One day, Ah Seen (Name changed to protect identity) was on his way back home. It was a dark dark night. There were lamp posts though. But Ah Seen knew somebody was following him. 2 people in fact! X and Y! Scary, Ah Seen thought to himself. He quickened his steps, and muttered curses under his breath. Finally, he could take it no more. He turned and looked at them in the eye and asked, "Where are you all going?"
X and Y looked up, baffled by the sudden question. "We are going, THAT way."
Great, Ah Seen thought to himself. He shall take the other way then.
X and Y knew they were being found out. Nevertheless, they walked on, hoping to catch their target later on. They pretended nothing was wrong and continued the journey in the opposite direction. On the dark dark road.
"Shit, now what. I can't believe we've lost him," X said to Y. Or maybe it was Y who said that to X. We can't tell who's who, cuz it's a dark dark night.

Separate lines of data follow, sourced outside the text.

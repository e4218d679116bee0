//! CLI command definitions, routing, and tracing setup.

use std::path::PathBuf;

use casescout_core::pipeline::{self, RunConfig, Stages};
use casescout_gemini::GeminiClient;
use casescout_shared::{
    AppConfig, ResearchOptions, RunReporter, init_config, load_config, validate_api_key,
};
use clap::{Parser, Subcommand};
use color_eyre::eyre::{Result, WrapErr};
use indicatif::{ProgressBar, ProgressStyle};
use tracing::{info, warn};

// ---------------------------------------------------------------------------
// CLI structure
// ---------------------------------------------------------------------------

/// CaseScout — research-backed AI use-case proposals.
#[derive(Parser)]
#[command(
    name = "casescout",
    version,
    about = "Research a company and industry, derive AI use cases, and draft a proposal.",
    long_about = None,
)]
pub(crate) struct Cli {
    /// Log format: text (default) or json.
    #[arg(long, default_value = "text", global = true)]
    pub log_format: LogFormat,

    /// Verbosity level (-v, -vv, -vvv).
    #[arg(short, long, action = clap::ArgAction::Count, global = true)]
    pub verbose: u8,

    #[command(subcommand)]
    pub command: Command,
}

/// Log output format.
#[derive(Clone, Debug, clap::ValueEnum)]
pub(crate) enum LogFormat {
    Text,
    Json,
}

/// Top-level CLI subcommands.
#[derive(Subcommand)]
pub(crate) enum Command {
    /// Research a company and generate its use-case proposal.
    Generate {
        /// Company name to research.
        company: String,

        /// Industry label for trend and standards research.
        industry: String,

        /// Output directory for proposal.txt and resources.txt.
        #[arg(short, long)]
        out: Option<String>,
    },

    /// Configuration management.
    Config {
        /// Config subcommand.
        #[command(subcommand)]
        action: ConfigAction,
    },
}

/// Config subcommands.
#[derive(Subcommand)]
pub(crate) enum ConfigAction {
    /// Initialize config file with defaults.
    Init,
    /// Show resolved configuration.
    Show,
}

// ---------------------------------------------------------------------------
// Tracing setup
// ---------------------------------------------------------------------------

/// Initialize tracing based on CLI flags.
pub(crate) fn init_tracing(cli: &Cli) {
    use tracing_subscriber::{EnvFilter, fmt};

    let filter = match cli.verbose {
        0 => "casescout=info",
        1 => "casescout=debug",
        _ => "casescout=trace",
    };

    let env_filter = EnvFilter::try_from_default_env().unwrap_or_else(|_| EnvFilter::new(filter));

    match cli.log_format {
        LogFormat::Text => {
            fmt()
                .with_env_filter(env_filter)
                .with_target(false)
                .init();
        }
        LogFormat::Json => {
            fmt().json().with_env_filter(env_filter).init();
        }
    }
}

// ---------------------------------------------------------------------------
// Command dispatch
// ---------------------------------------------------------------------------

/// Run the CLI command.
pub(crate) async fn run(cli: Cli) -> Result<()> {
    match cli.command {
        Command::Generate {
            company,
            industry,
            out,
        } => cmd_generate(&company, &industry, out.as_deref()).await,
        Command::Config { action } => match action {
            ConfigAction::Init => cmd_config_init().await,
            ConfigAction::Show => cmd_config_show().await,
        },
    }
}

// ---------------------------------------------------------------------------
// Command handlers
// ---------------------------------------------------------------------------

async fn cmd_generate(company: &str, industry: &str, out: Option<&str>) -> Result<()> {
    let config = load_config()?;

    // A missing key is not fatal: research still runs, refinement and the
    // model fallback just degrade to placeholders.
    if let Err(e) = validate_api_key(&config) {
        warn!("no model available: {e}");
        eprintln!("{e}");
        eprintln!("Continuing without model refinement.");
    }

    let output_dir = match out {
        Some(p) => PathBuf::from(p),
        None => PathBuf::from(&config.defaults.output_dir),
    };

    let options = ResearchOptions::from(&config);
    let gemini = GeminiClient::from_config(&config.gemini);

    info!(company, industry, model = gemini.model(), "starting generation");

    let stages = Stages::from_options(&options, gemini)?;

    let run_config = RunConfig {
        company: company.to_string(),
        industry: industry.to_string(),
        output_dir,
    };

    let reporter = CliProgress::new();
    let outcome = pipeline::run(&run_config, &stages, &reporter)
        .await
        .wrap_err("Error generating or saving files.")?;

    // Print summary
    println!();
    println!("  Proposal generated successfully!");
    println!("  Run:       {}", outcome.run_id);
    println!("  Use cases: {}", outcome.use_cases.len());
    println!(
        "  Datasets:  {} of {} found",
        outcome.datasets.found_count(),
        outcome.datasets.len()
    );
    println!("  Proposal:  {}", outcome.proposal_path.display());
    println!("  Resources: {}", outcome.resources_path.display());
    println!("  Time:      {:.1}s", outcome.elapsed.as_secs_f64());
    println!();
    println!("{}", outcome.proposal);

    Ok(())
}

async fn cmd_config_init() -> Result<()> {
    let path = init_config()?;
    println!("Config initialized at: {}", path.display());
    Ok(())
}

async fn cmd_config_show() -> Result<()> {
    let config: AppConfig = load_config()?;
    let toml_str = toml::to_string_pretty(&config)?;
    println!("{toml_str}");
    Ok(())
}

// ---------------------------------------------------------------------------
// CLI progress reporter
// ---------------------------------------------------------------------------

/// Progress reporter driving an indicatif spinner.
struct CliProgress {
    spinner: ProgressBar,
}

impl CliProgress {
    fn new() -> Self {
        let spinner = ProgressBar::new_spinner();
        spinner.set_style(
            ProgressStyle::with_template("{spinner:.cyan} {msg}")
                .unwrap()
                .tick_strings(&["⠋", "⠙", "⠹", "⠸", "⠼", "⠴", "⠦", "⠧", "⠇", "⠏"]),
        );
        spinner.enable_steady_tick(std::time::Duration::from_millis(80));
        Self { spinner }
    }
}

impl RunReporter for CliProgress {
    fn phase(&self, name: &str) {
        self.spinner.set_message(name.to_string());
    }

    fn warning(&self, message: &str) {
        self.spinner.println(format!("  ! {message}"));
    }

    fn error(&self, message: &str) {
        self.spinner.println(format!("  ✗ {message}"));
    }

    fn lookup_progress(&self, current: usize, total: usize, use_case: &str) {
        self.spinner
            .set_message(format!("Looking up [{current}/{total}] {use_case}"));
    }

    fn finished(&self) {
        self.spinner.finish_and_clear();
    }
}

X and Y thought they were clever. They walked along the corridor of the houses on the nth floor (Floor number protected) on Blk ABC (doncha just love mystery?), trying to find Ah Seen's shoes. Yes, the pair of Cold Cow brand shoes (think hard people). Big shoes, shouldn't be too hard to spot. Or so thought X and Y.
X said to Y, or maybe it was Y who said to X, "There are more of such houses behind. Let's go there." So off they went. Beads of perspiration were trickling down their forehead, but they were adamant. Nothing could sway their determination. As Adidas once said, Impossible is Nothing. Okay, I'm not too sure whether it was Adidas, but you get the point.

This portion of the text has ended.